Citação tirada da Declaração de Bens de Marcelo Motta, provando que nem William Barden nem Daniel Ben Stone são, legalmente, Supervisores Gerais, como conseqüência da diretiva de que houvesse uma votação:

"Declaro, além disto, que deleguei poder a estes três para que nomeassem meu Sucessor ou Seguidor como Supervisor Geral da Society Ordo Templi Orientis, e Cabeça Externa ou Frater (ou Soror) Superior da O.T.O.; mas que, também nesta nomeação, o voto deles seja unânime, ou meu Sucessor ou Seguidor não pode ser eleito, e a administração desta escritura permanecerá respectivamente nas mãos dos três, até que eles possam apresentar um acordo quanto à Sucessão."

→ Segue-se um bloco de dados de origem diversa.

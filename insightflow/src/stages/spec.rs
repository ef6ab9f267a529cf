//! Stage specifications.

use super::{Gate, StageCondition};
use crate::agent::Agent;
use crate::context::{PromptTemplate, DATASET_ROOT};
use crate::core::OutputKind;
use crate::errors::{ContractErrorInfo, PipelineValidationError};
use std::sync::Arc;

/// Specification for a single stage in a pipeline.
#[derive(Debug, Clone)]
pub struct StageSpec {
    /// The unique name of the stage.
    pub name: String,
    /// The agent answering this stage's prompt.
    pub agent: Arc<Agent>,
    /// The prompt template.
    pub template: PromptTemplate,
    /// Stages whose results this stage consumes, in declaration order.
    pub depends_on: Vec<String>,
    /// Optional gate evaluated on this stage's result.
    pub gate: Option<Gate>,
    /// What to extract from the response.
    pub expects: OutputKind,
    /// Whether an extraction miss fails the run.
    pub required: bool,
    /// Optional run condition; false means the stage is skipped.
    pub condition: Option<StageCondition>,
    /// Whether extracted code is executed in the sandbox.
    pub execute_code: bool,
}

impl StageSpec {
    /// Creates a required text stage with no dependencies.
    #[must_use]
    pub fn new(
        name: impl Into<String>,
        agent: impl Into<Arc<Agent>>,
        template: impl Into<PromptTemplate>,
    ) -> Self {
        Self {
            name: name.into(),
            agent: agent.into(),
            template: template.into(),
            depends_on: Vec::new(),
            gate: None,
            expects: OutputKind::Text,
            required: true,
            condition: None,
            execute_code: false,
        }
    }

    /// Sets the dependencies, dropping repeats.
    #[must_use]
    pub fn depends_on(mut self, deps: impl IntoIterator<Item = impl Into<String>>) -> Self {
        self.depends_on.clear();
        for dep in deps {
            self = self.with_dependency(dep);
        }
        self
    }

    /// Adds a dependency.
    #[must_use]
    pub fn with_dependency(mut self, dep: impl Into<String>) -> Self {
        let dep = dep.into();
        if !self.depends_on.contains(&dep) {
            self.depends_on.push(dep);
        }
        self
    }

    /// Sets the expected output kind.
    #[must_use]
    pub fn expects(mut self, kind: OutputKind) -> Self {
        self.expects = kind;
        self
    }

    /// Sets the gate.
    #[must_use]
    pub fn with_gate(mut self, gate: Gate) -> Self {
        self.gate = Some(gate);
        self
    }

    /// Marks the stage optional: an extraction miss is tolerated.
    #[must_use]
    pub fn optional(mut self) -> Self {
        self.required = false;
        self
    }

    /// Sets the run condition.
    #[must_use]
    pub fn with_condition(mut self, condition: StageCondition) -> Self {
        self.condition = Some(condition);
        self
    }

    /// Runs extracted code in the sandbox. Implies `expects(OutputKind::Code)`.
    #[must_use]
    pub fn execute_code(mut self) -> Self {
        self.execute_code = true;
        self.expects = OutputKind::Code;
        self
    }

    /// Validates the stage in isolation.
    ///
    /// # Errors
    ///
    /// Returns an error if the stage takes the reserved `dataset` name,
    /// depends on itself, gates non-JSON output, or its template references
    /// a stage outside `depends_on`.
    pub fn validate(&self) -> Result<(), PipelineValidationError> {
        if self.name == DATASET_ROOT {
            return Err(PipelineValidationError::new(format!(
                "Stage name '{DATASET_ROOT}' is reserved"
            ))
            .with_stages(vec![self.name.clone()])
            .with_error_info(ContractErrorInfo::new(
                "CONTRACT-004-RESERVED_NAME",
                format!("'{DATASET_ROOT}' placeholders always resolve to the dataset summary"),
            )));
        }

        if self.depends_on.contains(&self.name) {
            return Err(PipelineValidationError::new(format!(
                "Stage '{}' cannot depend on itself",
                self.name
            ))
            .with_stages(vec![self.name.clone()])
            .with_error_info(ContractErrorInfo::new(
                "CONTRACT-004-SELF_DEP",
                format!("Stage '{}' lists itself in depends_on", self.name),
            )));
        }

        if self.gate.is_some() && self.expects != OutputKind::Json {
            return Err(PipelineValidationError::new(format!(
                "Stage '{}' has a gate but expects {}",
                self.name, self.expects
            ))
            .with_stages(vec![self.name.clone()])
            .with_error_info(
                ContractErrorInfo::new("CONTRACT-004-GATE_EXPECTS", "Gated stages must expect JSON")
                    .with_context_entry("expects", self.expects.to_string()),
            ));
        }

        for referenced in self.template.referenced_stages() {
            if !self.depends_on.contains(&referenced) {
                return Err(PipelineValidationError::new(format!(
                    "Stage '{}' template references '{}' which is not a declared dependency",
                    self.name, referenced
                ))
                .with_stages(vec![self.name.clone(), referenced.clone()])
                .with_error_info(
                    ContractErrorInfo::new(
                        "CONTRACT-004-TEMPLATE_REF",
                        format!("Undeclared template reference '{referenced}'"),
                    )
                    .with_fix_hint(format!("Add '{referenced}' to depends_on for '{}'.", self.name)),
                ));
            }
        }

        Ok(())
    }
}
//! Recovery of structured payloads from free-text model responses.
//!
//! Model output is never guaranteed to be well-formed, so extraction
//! returns a tagged [`ExtractionResult`] rather than an error: a miss is an
//! ordinary outcome every caller has to handle.
//!
//! ```
//! use insightflow::core::OutputKind;
//! use insightflow::extract::extract;
//!
//! let result = extract("Verdict: {\"decision\": \"YES\"} -- done", OutputKind::Json);
//! assert!(result.is_found());
//! assert_eq!(result.json().unwrap()["decision"], "YES");
//! ```

mod code;
mod json;

use crate::core::OutputKind;
use serde::{Deserialize, Serialize};
use std::fmt;

pub use code::DEFAULT_CODE_LANGUAGES;

/// A payload recovered from a response.
#[derive(Debug, Clone, PartialEq, Serialize, Deserialize)]
#[serde(tag = "kind", content = "value", rename_all = "snake_case")]
pub enum ExtractedValue {
    /// A parsed JSON document.
    Json(serde_json::Value),
    /// A source code block.
    Code {
        /// The fence's language marker, if any.
        language: Option<String>,
        /// The code itself.
        source: String,
    },
    /// Plain text.
    Text(String),
}

impl ExtractedValue {
    /// Returns the kind of payload.
    #[must_use]
    pub fn kind(&self) -> OutputKind {
        match self {
            Self::Json(_) => OutputKind::Json,
            Self::Code { .. } => OutputKind::Code,
            Self::Text(_) => OutputKind::Text,
        }
    }

    /// Returns the JSON value, if this is one.
    #[must_use]
    pub fn as_json(&self) -> Option<&serde_json::Value> {
        match self {
            Self::Json(value) => Some(value),
            _ => None,
        }
    }

    /// Returns the code source, if this is code.
    #[must_use]
    pub fn as_code(&self) -> Option<&str> {
        match self {
            Self::Code { source, .. } => Some(source),
            _ => None,
        }
    }

    /// Renders the payload as prompt-ready text.
    ///
    /// JSON is pretty-printed, code and text are returned as-is.
    #[must_use]
    pub fn to_prompt_text(&self) -> String {
        match self {
            Self::Json(value) => {
                serde_json::to_string_pretty(value).unwrap_or_else(|_| value.to_string())
            }
            Self::Code { source, .. } => source.clone(),
            Self::Text(text) => text.clone(),
        }
    }
}

/// How a payload was recovered, from most to least certain.
#[derive(Debug, Clone, Copy, PartialEq, Eq, Serialize, Deserialize)]
#[serde(rename_all = "snake_case")]
pub enum ExtractionMethod {
    /// An embedded JSON region parsed as-is.
    Strict,
    /// A JSON region parsed after lenient repair.
    Lenient,
    /// A fenced block tagged with a target language.
    Fenced,
    /// An untagged fenced block.
    FencedUntagged,
    /// A target-language fence that was never closed.
    FencedUnterminated,
    /// The whole response, which contained no prose.
    Verbatim,
    /// Text passthrough.
    Passthrough,
}

/// Why nothing was recovered.
#[derive(Debug, Clone, PartialEq, Eq, Serialize, Deserialize)]
#[serde(tag = "reason", rename_all = "snake_case")]
pub enum ExtractionMiss {
    /// The response was empty or whitespace.
    Empty,
    /// No `{` or `[` appeared in the response.
    NoJsonCandidate,
    /// Every JSON region ran off the end of the response.
    Truncated {
        /// Deepest nesting left open.
        unclosed: usize,
    },
    /// Balanced regions existed but none parsed, even leniently.
    Unparseable {
        /// Number of regions tried.
        candidates: usize,
    },
    /// Fences existed but none carried a target language or no tag.
    NoCodeBlock,
    /// No fence, and the text reads as prose rather than code.
    ProseWithoutFence,
}

impl fmt::Display for ExtractionMiss {
    fn fmt(&self, f: &mut fmt::Formatter<'_>) -> fmt::Result {
        match self {
            Self::Empty => write!(f, "response was empty"),
            Self::NoJsonCandidate => write!(f, "no JSON object or array in response"),
            Self::Truncated { unclosed } => {
                write!(f, "JSON appears truncated ({unclosed} unclosed brackets)")
            }
            Self::Unparseable { candidates } => {
                write!(f, "{candidates} JSON-like regions found but none parsed")
            }
            Self::NoCodeBlock => write!(f, "no fenced block in a recognised language"),
            Self::ProseWithoutFence => write!(f, "response is prose without a code fence"),
        }
    }
}

/// The outcome of an extraction attempt.
#[derive(Debug, Clone, PartialEq)]
pub enum ExtractionResult {
    /// A payload was recovered.
    Found {
        /// The payload.
        value: ExtractedValue,
        /// How it was recovered.
        method: ExtractionMethod,
    },
    /// Nothing usable was found.
    NotFound {
        /// The kind that was sought.
        kind: OutputKind,
        /// Diagnostic reason.
        reason: ExtractionMiss,
    },
}

impl ExtractionResult {
    /// Returns true if a payload was recovered.
    #[must_use]
    pub fn is_found(&self) -> bool {
        matches!(self, Self::Found { .. })
    }

    /// Returns the kind that was sought or found.
    #[must_use]
    pub fn kind(&self) -> OutputKind {
        match self {
            Self::Found { value, .. } => value.kind(),
            Self::NotFound { kind, .. } => *kind,
        }
    }

    /// Returns the recovered payload, if any.
    #[must_use]
    pub fn value(&self) -> Option<&ExtractedValue> {
        match self {
            Self::Found { value, .. } => Some(value),
            Self::NotFound { .. } => None,
        }
    }

    /// Consumes the result, returning the payload if any.
    #[must_use]
    pub fn into_value(self) -> Option<ExtractedValue> {
        match self {
            Self::Found { value, .. } => Some(value),
            Self::NotFound { .. } => None,
        }
    }

    /// Returns the recovered JSON value, if any.
    #[must_use]
    pub fn json(&self) -> Option<&serde_json::Value> {
        self.value().and_then(ExtractedValue::as_json)
    }

    /// Returns the recovered code, if any.
    #[must_use]
    pub fn code(&self) -> Option<&str> {
        self.value().and_then(ExtractedValue::as_code)
    }

    /// Returns the miss reason, if nothing was found.
    #[must_use]
    pub fn miss(&self) -> Option<&ExtractionMiss> {
        match self {
            Self::Found { .. } => None,
            Self::NotFound { reason, .. } => Some(reason),
        }
    }
}

/// Extracts payloads, configured with the code languages to look for.
#[derive(Debug, Clone)]
pub struct Extractor {
    code_languages: Vec<String>,
}

impl Default for Extractor {
    fn default() -> Self {
        Self::new(DEFAULT_CODE_LANGUAGES.iter().copied())
    }
}

impl Extractor {
    /// Creates an extractor accepting the given fence language markers.
    #[must_use]
    pub fn new(code_languages: impl IntoIterator<Item = impl Into<String>>) -> Self {
        Self {
            code_languages: code_languages
                .into_iter()
                .map(|l| l.into().to_ascii_lowercase())
                .collect(),
        }
    }

    /// Returns the accepted fence language markers.
    #[must_use]
    pub fn code_languages(&self) -> &[String] {
        &self.code_languages
    }

    /// Extracts a payload of the expected kind from `raw`.
    #[must_use]
    pub fn extract(&self, raw: &str, expect: OutputKind) -> ExtractionResult {
        match expect {
            OutputKind::Json => json::extract_json(raw),
            OutputKind::Code => code::extract_code(raw, &self.code_languages),
            OutputKind::Text => ExtractionResult::Found {
                value: ExtractedValue::Text(raw.to_string()),
                method: ExtractionMethod::Passthrough,
            },
        }
    }
}

/// Extracts a payload using the default extractor.
#[must_use]
pub fn extract(raw: &str, expect: OutputKind) -> ExtractionResult {
    Extractor::default().extract(raw, expect)
}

Cláudia Canuto de Menezes oficialmente se separou da Declaração de Bens, tornando legalmente impossível que esta Declaração de Motta fosse levada a efeito de acordo com as instruções. Temos agora os outros dois responsáveis, Daniel Ben Stone e William Robert Barden. Quando Cláudia se separou do Triunvirato, W.Barden acusou D.Stone de roubar o túmulo de Motta, e D.Stone acusou W.Barden de estar louco, aos olhos de seu Superior na época de sua morte. Eles seguiram caminhos separados. Isto significa que eu, depois de anos de dedicação e serviço, tive que tomar uma decisão a respeito deles. Quer dizer, eu precisava decidir entre Daniel Ben Stone, que não tinha Carta Patente, não tinha experiência na O.T.O. e estava sob suspeita de roubar o túmulo de meu próprio Superior - ou William Barden, que fora considerado por meu Superior como sendo insano, e a quem não foi permitido ser Probacionista, como conseqüência de alguns sérios problemas com masturbação. Tentei me corresponder com William Barden, e encontrei paranóia, delírio e falsas acusações. Minha conclusão agora, anos mais tarde, continua basicamente a mesma. Tomei o caminho certo nao aceitando nenhum deles. Legalmente, eu não tinha qualquer obrigação para com eles, já que não houvera votação, e que aceitar qualquer um deles seria me colocar no nível de escravidão. Aqui estou eu, quinze anos mais tarde, ainda tão leal, dedicado e zeloso à Grande Obra quanto antes. Não me arrependo de minha decisão de continuar em frente com meu próprio movimento.